RC Yantra Gabrovo
- Full name: Rugby Club Yantra Gabrovo
- Nickname: Yantrarugby
- Founded: 1973; 53 years ago
- Location: Gabrovo, Bulgaria
- Ground: Stadium Hristo Smirnenski
- Chairman: Todor Denchev
- Coach: Venelin Ivanov
- Captain: Dimitar Georgiev
- League: Rugby 15's/ Rugby 7's /Beach rugby
| Team kit |

= RC Yantra Gabrovo =

Bulgarian rugby union club, based in Gabrovo

RC Yantra Gabrovo is a Bulgarian rugby union club located in Gabrovo, Bulgaria.

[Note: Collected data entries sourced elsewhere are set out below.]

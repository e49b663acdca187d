use async_trait::async_trait;
use color_eyre::Result;
use eyre::WrapErr;
use log::debug;
use serde::Deserialize;
use crate::config::ContentfulSettings;
use super::{Post, PostFields, PostRepository};

// Contentful won't give more than that per request anyway.
const PAGE_LIMIT: usize = 100;

#[derive(Debug, Deserialize)]
struct EntryCollection {
  #[serde(default)]
  items: Vec<Entry>,
  #[serde(default)]
  total: usize
}

#[derive(Debug, Deserialize)]
struct Entry {
  #[serde(default)]
  fields: PostFields
}

impl EntryCollection {
  fn into_posts(self) -> Vec<Post> {
    self.items
      .into_iter()
      .filter_map(|e| e.fields.into_post())
      .collect()
  }
}

/**
 * Client for the Contentful delivery API. Entries of the configured
 * content type are mapped to posts.
 */
pub struct ContentfulRepository {
  client: reqwest::Client,
  entries_url: String,
  access_token: String,
  content_type: String
}

impl ContentfulRepository {

  pub fn new(settings: ContentfulSettings) -> Self {
    Self {
      client: reqwest::Client::new(),
      entries_url: format!(
        "{}/spaces/{}/environments/{}/entries",
        settings.api_url.trim_end_matches('/'),
        settings.space_id,
        settings.environment
      ),
      access_token: settings.access_token,
      content_type: settings.content_type
    }
  }

  async fn fetch_entries(
    &self,
    extra_params: &[(&str, &str)],
    skip: usize,
    limit: usize
  ) -> Result<EntryCollection> {
    let skip = skip.to_string();
    let limit = limit.to_string();
    let mut params: Vec<(&str, &str)> = vec![
      ("content_type", self.content_type.as_str()),
      ("order", "-fields.date"),
      ("skip", skip.as_str()),
      ("limit", limit.as_str())
    ];
    params.extend_from_slice(extra_params);
    debug!("Fetching entries from {} with {:?}", self.entries_url, params);

    self.client.get(&self.entries_url)
      .bearer_auth(&self.access_token)
      .query(&params)
      .send()
      .await
      .context("Contacting Contentful")?
      .error_for_status()
      .context("Contentful responded with an error status")?
      .json::<EntryCollection>()
      .await
      .context("Parsing Contentful entries")
  }

}

#[async_trait]
impl PostRepository for ContentfulRepository {

  // The API pages its results, keep asking until we've seen
  // as many entries as it says there are.
  async fn all_posts(&self) -> Result<Vec<Post>> {
    let mut posts = Vec::new();
    let mut skip = 0;
    loop {
      let collection = self.fetch_entries(&[], skip, PAGE_LIMIT).await?;
      let received = collection.items.len();
      let total = collection.total;
      posts.extend(collection.into_posts());
      skip += received;
      if received == 0 || skip >= total {
        break;
      }
    }
    Ok(posts)
  }

  async fn post_by_slug(&self, slug: &str) -> Result<Option<Post>> {
    let collection = self.fetch_entries(&[("fields.slug", slug)], 0, 1).await?;
    Ok(collection.into_posts().into_iter().next())
  }

}

#[cfg(test)]
mod tests {
  use super::*;

  #[test]
  fn builds_the_entries_url() {
    let repository = ContentfulRepository::new(ContentfulSettings {
      api_url: "https://cdn.contentful.com/".to_string(),
      space_id: "abc123".to_string(),
      environment: "master".to_string(),
      access_token: "token".to_string(),
      content_type: "blogPage".to_string()
    });
    assert_eq!(
      "https://cdn.contentful.com/spaces/abc123/environments/master/entries",
      repository.entries_url
    );
  }

  #[test]
  fn maps_entry_collection_to_posts() {
    let json = r#"{
      "sys": { "type": "Array" },
      "total": 2,
      "skip": 0,
      "limit": 100,
      "items": [
        {
          "sys": { "id": "1" },
          "fields": {
            "title": "Hello",
            "author": "Jane",
            "date": "2024-01-10T09:00+00:00",
            "slug": "hello",
            "content": {
              "nodeType": "document",
              "data": {},
              "content": [{
                "nodeType": "paragraph",
                "data": {},
                "content": [{ "nodeType": "text", "value": "Body", "marks": [], "data": {} }]
              }]
            }
          }
        },
        {
          "sys": { "id": "2" },
          "fields": { "title": "Draft without slug", "date": "2024-01-09" }
        }
      ]
    }"#;
    let collection: EntryCollection = serde_json::from_str(json).unwrap();
    assert_eq!(2, collection.total);
    let posts = collection.into_posts();
    assert_eq!(1, posts.len());
    assert_eq!("hello", posts[0].slug);
    assert_eq!("Body", posts[0].content.to_plain_text());
  }
}
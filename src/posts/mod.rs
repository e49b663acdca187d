// Narrowing down the posts we got from the content repository.
// Filters are what the server applies, the listing is the text
// search and the pages on top of that.
pub mod filters;
pub mod listing;
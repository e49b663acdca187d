use std::fs;
use std::io;
use std::path::{Path, PathBuf};
use std::sync::{Mutex, PoisonError};
use log::{debug, error};
pub mod entities;
use entities::*;
use crate::utils::time_utils::current_datetime;

/**
 * File backed comment collection.
 *
 * There is no cache: every operation reads the whole file, changes
 * what it needs in memory and writes the whole file back. Mutations
 * happen while holding `lock`, which makes the read-modify-write
 * cycle exclusive for everyone going through the same store. Other
 * processes writing the same file are not accounted for.
 */
pub struct CommentStore {
  path: PathBuf,
  lock: Mutex<()>
}

impl CommentStore {

  pub fn new<P: Into<PathBuf>>(path: P) -> Self {
    Self {
      path: path.into(),
      lock: Mutex::new(())
    }
  }

  pub fn path(&self) -> &Path {
    &self.path
  }

  // Missing file means no comments yet. Anything else that goes wrong
  // is logged and also gives an empty collection, callers can't tell
  // the difference.
  pub fn read_all(&self) -> Vec<Comment> {
    let _guard = self.acquire();
    self.read_file()
  }

  // Errors are logged and dropped.
  pub fn write_all(&self, comments: &[Comment]) {
    let _guard = self.acquire();
    self.write_file(comments);
  }

  /**
   * Runs `f` on the full collection while holding the store lock.
   * The collection is only written back if `f` returns Ok. The guard
   * is dropped on every way out of this function, panics included.
   */
  pub fn modify<T, E, F>(&self, f: F) -> Result<T, E>
    where F: FnOnce(&mut Vec<Comment>) -> Result<T, E>
  {
    let _guard = self.acquire();
    let mut comments = self.read_file();
    let result = f(&mut comments)?;
    self.write_file(&comments);
    Ok(result)
  }

  fn acquire(&self) -> std::sync::MutexGuard<'_, ()> {
    // A poisoned lock only means another request panicked while
    // holding it. The file on disk is still whatever was last
    // written in full, so just carry on.
    self.lock.lock().unwrap_or_else(|e| {
      error!("Comment store lock was poisoned - {}", e);
      PoisonError::into_inner(e)
    })
  }

  fn read_file(&self) -> Vec<Comment> {
    let data = match fs::read_to_string(&self.path) {
      Ok(data) => data,
      Err(e) if e.kind() == io::ErrorKind::NotFound => {
        debug!("No comments file at {}, starting empty", self.path.display());
        return Vec::new();
      },
      Err(e) => {
        error!("Error reading comments from {} - {}", self.path.display(), e);
        return Vec::new();
      }
    };
    match serde_json::from_str::<Option<Vec<Comment>>>(&data) {
      // A file containing "null" counts as empty too.
      Ok(comments) => comments.unwrap_or_default(),
      Err(e) => {
        error!("Error parsing comments from {} - {}", self.path.display(), e);
        Vec::new()
      }
    }
  }

  fn write_file(&self, comments: &[Comment]) {
    if let Err(e) = self.try_write_file(comments) {
      error!("Error writing comments to {} - {}", self.path.display(), e);
    }
  }

  // Write to a temporary file next to the real one and rename it
  // over, so nobody ever reads half a file.
  fn try_write_file(&self, comments: &[Comment]) -> io::Result<()> {
    if let Some(parent) = self.path.parent() {
      if !parent.as_os_str().is_empty() && !parent.exists() {
        fs::create_dir_all(parent)?;
      }
    }
    let json = serde_json::to_string_pretty(comments)?;
    let mut tmp_name = self.path.as_os_str().to_owned();
    tmp_name.push(".tmp");
    let tmp_path = PathBuf::from(tmp_name);
    fs::write(&tmp_path, json)?;
    fs::rename(&tmp_path, &self.path).map_err(|e| {
      // Don't leave the temporary file lying around.
      if let Err(e) = fs::remove_file(&tmp_path) {
        error!("Could not remove {} - {}", tmp_path.display(), e);
      }
      e
    })
  }

}

fn next_id(comments: &[Comment]) -> i64 {
  comments.iter()
    .map(|c| c.id)
    .max()
    .map(|max| max + 1)
    .unwrap_or(1)
}

pub fn insert_comment(
  store: &CommentStore,
  new_comment: NewComment
) -> Comment {
  // The closure can't fail, that Err type is just there
  // to make the compiler happy.
  let result: Result<Comment, std::convert::Infallible> = store.modify(|comments| {
    let comment = Comment {
      id: next_id(comments),
      post_slug: new_comment.post_slug,
      author: new_comment.author,
      content: new_comment.content,
      date: current_datetime()
    };
    comments.push(comment.clone());
    Ok(comment)
  });
  match result {
    Ok(comment) => comment,
    Err(never) => match never {}
  }
}

// Storage order is insertion order, so oldest first.
pub fn comments_for_post(
  store: &CommentStore,
  post_slug: &str
) -> Vec<Comment> {
  store.read_all()
    .into_iter()
    .filter(|c| c.post_slug == post_slug)
    .collect()
}

pub fn comment_count(store: &CommentStore) -> usize {
  store.read_all().len()
}

// Returns None when there's no such comment, in which case
// nothing gets written.
pub fn update_comment_content(
  store: &CommentStore,
  id: i64,
  content: String
) -> Option<Comment> {
  store.modify(|comments| {
    match comments.iter_mut().find(|c| c.id == id) {
      Some(comment) => {
        comment.content = content;
        comment.date = current_datetime();
        Ok(comment.clone())
      },
      None => Err(())
    }
  }).ok()
}

pub fn delete_comment(
  store: &CommentStore,
  id: i64
) -> Option<Comment> {
  store.modify(|comments| {
    match comments.iter().position(|c| c.id == id) {
      Some(index) => Ok(comments.remove(index)),
      None => Err(())
    }
  }).ok()
}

Currently the club is playing in the Bulgarian rugby championship.

==History==
Yantra RC is a rugby union club in Gabrovo, Bulgaria which was founded in 1973 by Dimitar Kontohov and developed by coach Georgi Petkov through the years. The team participates in all rugby groups including kids, juniors and men which are playing Rugby 15's, Rugby 7's and Beach Rugby.

The pitch: "Hristo Smirnenski" Stadium is located in Gabrovo, Bulgaria. The dimensions of the field are in regulation with the requirements and the games can be watched from around 200 seats. The building has 4 changing rooms with separated bathrooms and sauna as well.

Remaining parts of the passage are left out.